The singularity lends itself to the Romulans' sneaky ways. If the core goes critical, the ship gets sucked into the black hole. Should the ship be destroyed during a covert mission, there's no physical evidence!
@@Freddie1980 the microsingularities used by the Romulans are too small to be sustainable without consuming enough mass to grow. Even a dozen ships wouldn't be enough, so it would fade away as well. There would be no trace of anything, aside from perhaps some radiation and ripples in spacetime. I'm not sure how easy those would be to detect.
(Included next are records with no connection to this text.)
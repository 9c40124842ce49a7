//! Rhythm game session
//!
//! Composes a `Stage` (visuals) with a `RhythmJudge` (scoring). Both read
//! the same baked tracks and own disjoint state. The caller owns the audio
//! clock and input polling; each frame it hands over the playback time, the
//! frame delta and the input events that arrived.

use rand::SeedableRng;
use rand_pcg::Pcg32;
use serde::{Deserialize, Serialize};

use crate::consts::{COLOR_BG, HEIGHT, WIDTH};
use crate::error::SessionError;
use crate::input::{InputEvent, SlotMap};
use crate::judge::{
    Feedback, JudgmentState, ModifierState, Modifiers, Outcome, RhythmJudge, Scoreboard, Tally,
};
use crate::layout::{Rect, slot_rects};
use crate::stage::{Frame, Stage, track_seed};
use crate::track::TrackSpec;
use crate::tuning::SessionTuning;
use crate::{Rgb, Settings, Tuning};

const COLOR_SHUFFLE: Rgb = [255, 0, 255];
const COLOR_SWITCH: Rgb = [255, 255, 0];

/// Session lifecycle
#[derive(Debug, Clone, Copy, PartialEq, Eq, Serialize, Deserialize)]
pub enum SessionPhase {
    /// Lead-in; input is ignored and playback should hold
    Countdown,
    /// Active gameplay
    Playing,
    /// Health ran out; only reset or quit
    GameOver,
    /// Terminal
    Quit,
}

/// Session options fixed at construction
#[derive(Debug, Clone, Copy, PartialEq, Serialize, Deserialize)]
#[serde(default)]
pub struct SessionConfig {
    pub modifiers: Modifiers,
    /// Hit every onset automatically within the PERFECT window
    pub autoplay: bool,
    /// Seed for trajectories and modifier randomness
    pub seed: u64,
    /// Seed for visual effects; unpredictable when None
    pub effect_seed: Option<u64>,
    pub width: u32,
    pub height: u32,
}

impl Default for SessionConfig {
    fn default() -> Self {
        Self {
            modifiers: Modifiers::default(),
            autoplay: false,
            seed: 0,
            effect_seed: None,
            width: WIDTH,
            height: HEIGHT,
        }
    }
}

/// Everything the caller supplies for one frame
#[derive(Debug, Clone, Default)]
pub struct FrameInput {
    /// Current playback time in seconds
    pub audio_time: f64,
    /// Real time since the previous frame
    pub dt: f32,
    pub events: Vec<InputEvent>,
}

impl FrameInput {
    pub fn new(audio_time: f64, dt: f32) -> Self {
        Self {
            audio_time,
            dt,
            events: Vec::new(),
        }
    }

    pub fn with_event(mut self, event: InputEvent) -> Self {
        self.events.push(event);
        self
    }
}

/// A feedback label and how long it has been visible
#[derive(Debug, Clone, PartialEq, Serialize)]
pub struct FeedbackView {
    pub label: &'static str,
    pub color: Rgb,
    pub age: f64,
}

/// The focused track's rect
#[derive(Debug, Clone, Copy, PartialEq, Serialize)]
pub struct FocusView {
    pub rect: Rect,
    pub remaining: f64,
}

/// Key hint drawn at the bottom of a lane
#[derive(Debug, Clone, PartialEq, Serialize)]
pub struct LaneHint {
    pub rect: Rect,
    /// e.g. `[D/LEFT]`
    pub keys: String,
    pub track: String,
}

/// Judgment overlay data
#[derive(Debug, Clone, PartialEq, Serialize)]
pub struct Overlay {
    pub phase: SessionPhase,
    pub score: u64,
    pub combo: u32,
    pub max_combo: u32,
    /// Health as a fraction of the maximum
    pub health: f32,
    pub health_color: Rgb,
    /// Whole seconds left in the countdown
    pub countdown: Option<u32>,
    pub feedback: Option<FeedbackView>,
    pub sudden_death: bool,
    /// Whole seconds until the next shuffle, shown shortly before it happens
    pub shuffle_in: Option<u32>,
    pub focus: Option<FocusView>,
    pub hints: Vec<LaneHint>,
}

/// End-of-run numbers
#[derive(Debug, Clone, PartialEq, Serialize)]
pub struct SessionSummary {
    pub phase: SessionPhase,
    pub score: u64,
    pub max_combo: u32,
    pub health: f32,
    pub tally: Tally,
}

pub struct Session {
    stage: Stage,
    judge: RhythmJudge,
    states: Vec<JudgmentState>,
    board: Scoreboard,
    tally: Tally,
    slots: SlotMap,
    modifiers: ModifierState,
    timers: SessionTuning,
    config: SessionConfig,
    show_ui: bool,
    rng: Pcg32,
    phase: SessionPhase,
    countdown_left: f64,
    /// Seconds of play since the countdown ended
    clock: f64,
    feedback: Option<Feedback>,
}

impl Session {
    pub fn new(
        specs: Vec<TrackSpec>,
        settings: Settings,
        tuning: &Tuning,
        config: SessionConfig,
    ) -> Result<Self, SessionError> {
        let stage = Stage::new(
            specs,
            settings,
            tuning,
            config.seed,
            config.effect_seed,
            config.width,
            config.height,
        )?;
        let count = stage.tracks().len();
        let judge = RhythmJudge::from_tuning(tuning, config.modifiers.sudden_death);
        let states = stage
            .tracks()
            .iter()
            .map(|t| judge.new_state(t.onsets()))
            .collect();

        // Stream after the last track's bake seed
        let mut rng = Pcg32::seed_from_u64(track_seed(config.seed, count));
        let modifiers = ModifierState::new(config.modifiers, tuning.modifiers, count, &mut rng);

        log::info!(
            "session start: {} tracks, modifiers {:?}, autoplay {}",
            count,
            config.modifiers,
            config.autoplay
        );

        Ok(Self {
            stage,
            board: Scoreboard::new(tuning.scoring.max_health),
            judge,
            states,
            tally: Tally::default(),
            slots: SlotMap::identity(count),
            modifiers,
            timers: tuning.session,
            config,
            show_ui: settings.ui,
            rng,
            phase: SessionPhase::Countdown,
            countdown_left: tuning.session.countdown,
            clock: 0.0,
            feedback: None,
        })
    }

    pub fn phase(&self) -> SessionPhase {
        self.phase
    }

    pub fn board(&self) -> &Scoreboard {
        &self.board
    }

    pub fn tally(&self) -> &Tally {
        &self.tally
    }

    pub fn stage(&self) -> &Stage {
        &self.stage
    }

    pub fn slots(&self) -> &SlotMap {
        &self.slots
    }

    pub fn modifiers(&self) -> &ModifierState {
        &self.modifiers
    }

    pub fn track_state(&self, track: usize) -> Option<&JudgmentState> {
        self.states.get(track)
    }

    pub fn clock(&self) -> f64 {
        self.clock
    }

    pub fn summary(&self) -> SessionSummary {
        SessionSummary {
            phase: self.phase,
            score: self.board.score,
            max_combo: self.board.max_combo,
            health: self.board.health,
            tally: self.tally,
        }
    }

    /// Advance one frame and produce what to draw
    pub fn tick(&mut self, input: &FrameInput) -> Frame {
        let dt = input.dt.max(0.0);
        match self.phase {
            SessionPhase::Countdown => {
                self.countdown_left -= dt as f64;
                if self.countdown_left <= 0.0 {
                    self.countdown_left = 0.0;
                    self.phase = SessionPhase::Playing;
                    log::info!("countdown over, playing");
                }
            }
            SessionPhase::Playing => self.play(input, dt),
            SessionPhase::GameOver | SessionPhase::Quit => {}
        }
        self.frame(input.audio_time, dt)
    }

    fn play(&mut self, input: &FrameInput, dt: f32) {
        let time = input.audio_time;
        self.clock += dt as f64;
        self.board.drain(self.timers.health_drain * dt);

        let mut outcomes = Vec::new();

        // Misses first so an onset is never both missed and hit this frame
        for (track, state) in self.stage.tracks().iter().zip(self.states.iter_mut()) {
            outcomes.extend(self.judge.sweep_misses(state, track.onsets(), time));
        }
        self.apply_all(&outcomes);
        outcomes.clear();

        let events = self.modifiers.update(self.clock, &mut self.rng);
        if events.shuffle {
            self.slots = self.slots.reshuffled(&mut self.rng);
            self.feedback = Some(Feedback::new("SHUFFLE!", COLOR_SHUFFLE, self.clock));
            log::info!("lanes shuffled: {:?}", self.slots.assignment());
        }
        if events.focus_switched {
            self.feedback = Some(Feedback::new("SWITCH!", COLOR_SWITCH, self.clock));
            log::info!("focus switched to track {:?}", self.modifiers.focus());
        }

        if self.config.autoplay {
            for (track, state) in self.stage.tracks().iter().zip(self.states.iter_mut()) {
                if self.judge.autoplay_target(state, track.onsets(), time).is_some() {
                    outcomes.push(self.judge.judge_hit(state, track.onsets(), time));
                }
            }
        }

        for event in &input.events {
            for index in self.slots.tracks_for_key(event.key) {
                if !self.modifiers.accepts(index) {
                    continue;
                }
                let (Some(track), Some(state)) =
                    (self.stage.tracks().get(index), self.states.get_mut(index))
                else {
                    continue;
                };
                outcomes.push(self.judge.judge_hit(state, track.onsets(), event.time));
            }
        }
        self.apply_all(&outcomes);

        if self.board.is_depleted() {
            self.phase = SessionPhase::GameOver;
            log::info!("game over: score {}, max combo {}", self.board.score, self.board.max_combo);
        }
    }

    fn apply_all(&mut self, outcomes: &[Outcome]) {
        for outcome in outcomes {
            self.board
                .apply(outcome, self.judge.scoring(), self.judge.sudden_death());
            self.tally.record(outcome);
            if let Some(feedback) = Feedback::from_outcome(outcome, self.clock) {
                self.feedback = Some(feedback);
            }
        }
    }

    /// On-screen rect of each track under the current assignment
    pub fn track_rects(&self) -> Vec<Rect> {
        let slots = slot_rects(self.config.width, self.config.height, self.slots.len());
        (0..self.slots.len())
            .map(|track| {
                self.slots
                    .slot_of(track)
                    .and_then(|slot| slots.get(slot).copied())
                    .unwrap_or_default()
            })
            .collect()
    }

    fn frame(&mut self, time: f64, dt: f32) -> Frame {
        let rects = self.track_rects();
        let tracks = self.stage.advance(time, dt, &rects);
        let overlay = self.show_ui.then(|| self.overlay(&rects));
        Frame {
            background: COLOR_BG,
            tracks,
            overlay,
        }
    }

    /// Overlay for the current state
    pub fn overlay(&self, rects: &[Rect]) -> Overlay {
        let playing = self.phase == SessionPhase::Playing;

        let countdown = (self.phase == SessionPhase::Countdown)
            .then(|| self.countdown_left.ceil().max(1.0) as u32);

        let feedback = self.feedback.as_ref().and_then(|fb| {
            let age = self.clock - fb.at;
            (playing && age < self.timers.feedback_duration).then(|| FeedbackView {
                label: fb.label,
                color: fb.color,
                age,
            })
        });

        let shuffle_in = self
            .modifiers
            .shuffle_in(self.clock)
            .filter(|left| playing && *left < self.timers.shuffle_warning)
            .map(|left| left.ceil().max(1.0) as u32);

        let focus = self.modifiers.focus().and_then(|track| {
            Some(FocusView {
                rect: *rects.get(track)?,
                remaining: self.modifiers.focus_remaining(self.clock).unwrap_or(0.0),
            })
        });

        let hints = self
            .stage
            .tracks()
            .iter()
            .enumerate()
            .filter_map(|(i, track)| {
                let keys = self.slots.keys_for_track(i);
                if keys.is_empty() {
                    return None;
                }
                let labels: Vec<String> = keys.iter().map(|k| k.label()).collect();
                Some(LaneHint {
                    rect: rects.get(i).copied().unwrap_or_default(),
                    keys: format!("[{}]", labels.join("/")),
                    track: track.name.to_uppercase(),
                })
            })
            .collect();

        Overlay {
            phase: self.phase,
            score: self.board.score,
            combo: self.board.combo,
            max_combo: self.board.max_combo,
            health: self.board.health_fraction(),
            health_color: self.board.health_color(),
            countdown,
            feedback,
            sudden_death: self.config.modifiers.sudden_death,
            shuffle_in,
            focus,
            hints,
        }
    }

    /// Reinitialize judgment, score, modifiers and effects; back to the countdown
    ///
    /// Timelines are kept. The caller rewinds playback to zero.
    pub fn reset(&mut self) {
        if self.phase == SessionPhase::Quit {
            return;
        }
        self.states = self
            .stage
            .tracks()
            .iter()
            .map(|t| self.judge.new_state(t.onsets()))
            .collect();
        self.board = Scoreboard::new(self.judge.scoring().max_health);
        self.tally = Tally::default();
        self.slots = SlotMap::identity(self.states.len());
        self.modifiers.restart(&mut self.rng);
        self.stage.reset_effects();
        self.phase = SessionPhase::Countdown;
        self.countdown_left = self.timers.countdown;
        self.clock = 0.0;
        self.feedback = None;
        log::info!("session reset");
    }

    pub fn quit(&mut self) {
        self.phase = SessionPhase::Quit;
    }
}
Assuming Artificial Quantum Singularity is a more verbose term for Kugelblitz the Romulans have traded one explosive situation for another. They no longer have to deal with antimatter explosions as at the correct size a Kugelblitz would only need about a Kilogram of matter added per year to continue generating power just from Hawking Radiation. This also implies a very unpleasant means of executing traitors by using them as fuel. The downside to a Kugelblitz is that they do act like black holes meaning that the smaller in mass they are the more energy they put out from Hawking Radiation, including explosive results as the mass melts away by way of the Radiation. This makes the shows explosions for destroyed Romulan ships accurate and STO's implosion inaccurate. Unless the means of destruction in STO happens to add mass to the Kugelblitz to the point of becoming self-sustaining. Then again those implosions could be the result of the Commander setting the self-destruct to leave no evidence that the ship was really there. Edit: Source for those interested Isaac Arthur's videos on Kugelblitzes.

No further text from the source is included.